**** Data in this exercise ****
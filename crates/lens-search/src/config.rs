//! Client configuration, persisted preferences and per-call options.

use crate::SearchError;
use lens_cache::Cache;
use serde::{Deserialize, Serialize};
use std::time::Duration;

/// CORS relays tried by default, in selection order.
pub const DEFAULT_PROXIES: [&str; 3] = [
    "https://corsproxy.io/?",
    "https://api.allorigins.win/raw?url=",
    "https://proxy.cors.sh/",
];

/// Cache key for the selected proxy index.
pub const PROXY_INDEX_KEY: &str = "selectedProxyIndex";
/// Cache key for the mock-data toggle.
pub const MOCK_TOGGLE_KEY: &str = "useMockData";

/// Everything the search clients need to know about the outside world.
///
/// Built once (file, then environment, then persisted preferences) and
/// handed to the clients at construction.
#[derive(Debug, Clone, PartialEq, Serialize, Deserialize)]
#[serde(default)]
pub struct SearchConfig {
    /// Shopping/visual-match provider base URL.
    pub provider_url: String,
    pub api_key: String,
    /// Base of the same-origin API served by `lens-server`.
    pub api_base: String,
    /// Country code sent to the provider.
    pub gl: String,
    /// Language code sent to the provider.
    pub hl: String,
    pub proxies: Vec<String>,
    pub proxy_index: usize,
    pub proxy_enabled: bool,
    /// Sent as `x-cors-api-key` to relays that require one.
    pub proxy_api_key: Option<String>,
    pub mock_mode: bool,
    pub search_timeout_secs: u64,
    pub image_timeout_secs: u64,
    /// Upper bound on the whole image-recognition step.
    pub recognition_timeout_secs: u64,
    pub default_limit: usize,
}

impl Default for SearchConfig {
    fn default() -> Self {
        Self {
            provider_url: "https://serpapi.com".to_string(),
            api_key: String::new(),
            api_base: "http://localhost:8080/api".to_string(),
            gl: "us".to_string(),
            hl: "en".to_string(),
            proxies: DEFAULT_PROXIES.iter().map(|p| p.to_string()).collect(),
            proxy_index: 0,
            proxy_enabled: true,
            proxy_api_key: None,
            mock_mode: false,
            search_timeout_secs: 30,
            image_timeout_secs: 40,
            recognition_timeout_secs: 45,
            default_limit: 10,
        }
    }
}

impl SearchConfig {
    /// Overlay `PRICELENS_*` environment variables.
    pub fn apply_env(self) -> Self {
        self.apply_env_from(|key| std::env::var(key).ok())
    }

    /// Overlay variables from an arbitrary lookup.
    pub fn apply_env_from(mut self, lookup: impl Fn(&str) -> Option<String>) -> Self {
        let get = |key: &str| lookup(key).map(|v| v.trim().to_string()).filter(|v| !v.is_empty());

        if let Some(url) = get("PRICELENS_PROVIDER_URL") {
            self.provider_url = url;
        }
        if let Some(key) = get("PRICELENS_API_KEY") {
            self.api_key = key;
        }
        if let Some(base) = get("PRICELENS_API_BASE") {
            self.api_base = base;
        }
        if let Some(flag) = get("PRICELENS_USE_MOCK") {
            self.mock_mode = parse_flag(&flag);
        }
        if let Some(list) = get("PRICELENS_PROXIES") {
            self.proxies = list
                .split(',')
                .map(|p| p.trim().to_string())
                .filter(|p| !p.is_empty())
                .collect();
        }
        self
    }

    /// Overlay persisted user preferences.
    pub fn apply_preferences(mut self, prefs: &Preferences) -> Self {
        if let Some(index) = prefs.selected_proxy_index {
            self.proxy_index = index;
        }
        if let Some(mock) = prefs.use_mock_data {
            self.mock_mode = mock;
        }
        self
    }

    /// The relay to use, or `None` when requests go direct.
    ///
    /// An out-of-range index selects the first relay.
    pub fn selected_proxy(&self) -> Option<&str> {
        if !self.proxy_enabled {
            return None;
        }
        self.proxies
            .get(self.proxy_index)
            .or_else(|| self.proxies.first())
            .map(String::as_str)
    }

    pub fn has_api_key(&self) -> bool {
        !self.api_key.trim().is_empty()
    }

    pub fn search_timeout(&self) -> Duration {
        Duration::from_secs(self.search_timeout_secs)
    }

    pub fn image_timeout(&self) -> Duration {
        Duration::from_secs(self.image_timeout_secs)
    }

    pub fn recognition_timeout(&self) -> Duration {
        Duration::from_secs(self.recognition_timeout_secs)
    }
}

fn parse_flag(value: &str) -> bool {
    matches!(value.to_lowercase().as_str(), "1" | "true" | "yes" | "on")
}

/// User choices that survive restarts: proxy selection and mock toggle.
///
/// Each field is stored under its own key; unset fields leave the
/// configured value alone.
#[derive(Debug, Clone, Copy, Default, PartialEq, Eq, Serialize, Deserialize)]
pub struct Preferences {
    pub selected_proxy_index: Option<usize>,
    pub use_mock_data: Option<bool>,
}

impl Preferences {
    /// Load from the cache. Unreadable values are logged and treated as unset.
    pub fn load(cache: &Cache) -> Self {
        Self {
            selected_proxy_index: load_pref(cache, PROXY_INDEX_KEY),
            use_mock_data: load_pref(cache, MOCK_TOGGLE_KEY),
        }
    }

    /// Persist the fields that are set.
    pub fn save(&self, cache: &Cache) -> Result<(), SearchError> {
        if let Some(index) = self.selected_proxy_index {
            cache.set(PROXY_INDEX_KEY, &index)?;
        }
        if let Some(mock) = self.use_mock_data {
            cache.set(MOCK_TOGGLE_KEY, &mock)?;
        }
        Ok(())
    }
}

fn load_pref<T: serde::de::DeserializeOwned>(cache: &Cache, key: &str) -> Option<T> {
    match cache.get(key) {
        Ok(value) => value,
        Err(e) => {
            tracing::warn!(key, error = %e, "ignoring unreadable preference");
            None
        }
    }
}

/// How a single call should reach the provider.
#[derive(Debug, Clone, PartialEq, Eq)]
pub enum ProxyChoice {
    /// Skip relays for this call.
    Direct,
    /// Use the configured relay at this index.
    Index(usize),
    /// Use this relay prefix.
    Url(String),
}

/// Per-call overrides for [`ShoppingSearchClient::search_with`](crate::ShoppingSearchClient::search_with).
#[derive(Debug, Clone, Default, PartialEq, Eq)]
pub struct SearchOptions {
    /// Defaults to the configured limit.
    pub limit: Option<usize>,
    /// Force the book parameter set.
    pub is_book: bool,
    pub proxy: Option<ProxyChoice>,
    /// Overrides the configured mock mode.
    pub mock: Option<bool>,
}

impl SearchOptions {
    pub fn with_limit(mut self, limit: usize) -> Self {
        self.limit = Some(limit);
        self
    }

    pub fn book(mut self) -> Self {
        self.is_book = true;
        self
    }

    pub fn with_proxy(mut self, proxy: ProxyChoice) -> Self {
        self.proxy = Some(proxy);
        self
    }

    pub fn with_mock(mut self, mock: bool) -> Self {
        self.mock = Some(mock);
        self
    }
}

#[cfg(test)]
mod tests {
    use super::*;
    use std::collections::HashMap;

    #[test]
    fn test_defaults() {
        let config = SearchConfig::default();
        assert_eq!(config.search_timeout(), Duration::from_secs(30));
        assert_eq!(config.default_limit, 10);
        assert_eq!(config.selected_proxy(), Some("https://corsproxy.io/?"));
        assert!(!config.has_api_key());
    }

    #[test]
    fn test_selected_proxy_out_of_range_uses_first() {
        let config = SearchConfig {
            proxy_index: 9,
            ..SearchConfig::default()
        };
        assert_eq!(config.selected_proxy(), Some(DEFAULT_PROXIES[0]));
    }

    #[test]
    fn test_selected_proxy_disabled_or_empty() {
        let disabled = SearchConfig {
            proxy_enabled: false,
            ..SearchConfig::default()
        };
        assert_eq!(disabled.selected_proxy(), None);

        let empty = SearchConfig {
            proxies: vec![],
            ..SearchConfig::default()
        };
        assert_eq!(empty.selected_proxy(), None);
    }

    #[test]
    fn test_apply_env_from() {
        let vars: HashMap<&str, &str> = [
            ("PRICELENS_API_KEY", " secret "),
            ("PRICELENS_USE_MOCK", "true"),
            ("PRICELENS_PROXIES", "https://a.test/?, ,https://b.test/?"),
            ("PRICELENS_API_BASE", ""),
        ]
        .into_iter()
        .collect();

        let config = SearchConfig::default().apply_env_from(|k| vars.get(k).map(|v| v.to_string()));
        assert_eq!(config.api_key, "secret");
        assert!(config.mock_mode);
        assert_eq!(config.proxies, vec!["https://a.test/?", "https://b.test/?"]);
        assert_eq!(config.api_base, "http://localhost:8080/api");
    }

    #[test]
    fn test_config_deserializes_partial_toml_shape() {
        let config: SearchConfig =
            serde_json::from_str(r#"{ "api_key": "k", "mock_mode": true }"#).unwrap();
        assert_eq!(config.api_key, "k");
        assert!(config.mock_mode);
        assert_eq!(config.gl, "us");
    }

    #[test]
    fn test_preferences_roundtrip_through_cache() {
        let cache = Cache::in_memory();
        assert_eq!(Preferences::load(&cache), Preferences::default());

        let prefs = Preferences {
            selected_proxy_index: Some(2),
            use_mock_data: Some(true),
        };
        prefs.save(&cache).unwrap();
        assert_eq!(Preferences::load(&cache), prefs);
        assert!(cache.exists(PROXY_INDEX_KEY).unwrap());
    }

    #[test]
    fn test_apply_preferences_only_overrides_set_fields() {
        let config = SearchConfig {
            mock_mode: true,
            ..SearchConfig::default()
        }
        .apply_preferences(&Preferences {
            selected_proxy_index: Some(1),
            use_mock_data: None,
        });
        assert_eq!(config.proxy_index, 1);
        assert!(config.mock_mode);
    }

    #[test]
    fn test_unreadable_preference_is_unset() {
        let cache = Cache::in_memory();
        cache.set(PROXY_INDEX_KEY, "not a number").unwrap();
        assert_eq!(Preferences::load(&cache).selected_proxy_index, None);
    }

    #[test]
    fn test_search_options_builders() {
        let opts = SearchOptions::default()
            .with_limit(3)
            .book()
            .with_proxy(ProxyChoice::Direct)
            .with_mock(false);
        assert_eq!(opts.limit, Some(3));
        assert!(opts.is_book);
        assert_eq!(opts.proxy, Some(ProxyChoice::Direct));
        assert_eq!(opts.mock, Some(false));
    }
}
****
→ What is needed
In the records above, find each line that mentions the word "SearchError", and copy it.

→ Task output
use crate::SearchError;
    pub fn save(&self, cache: &Cache) -> Result<(), SearchError> {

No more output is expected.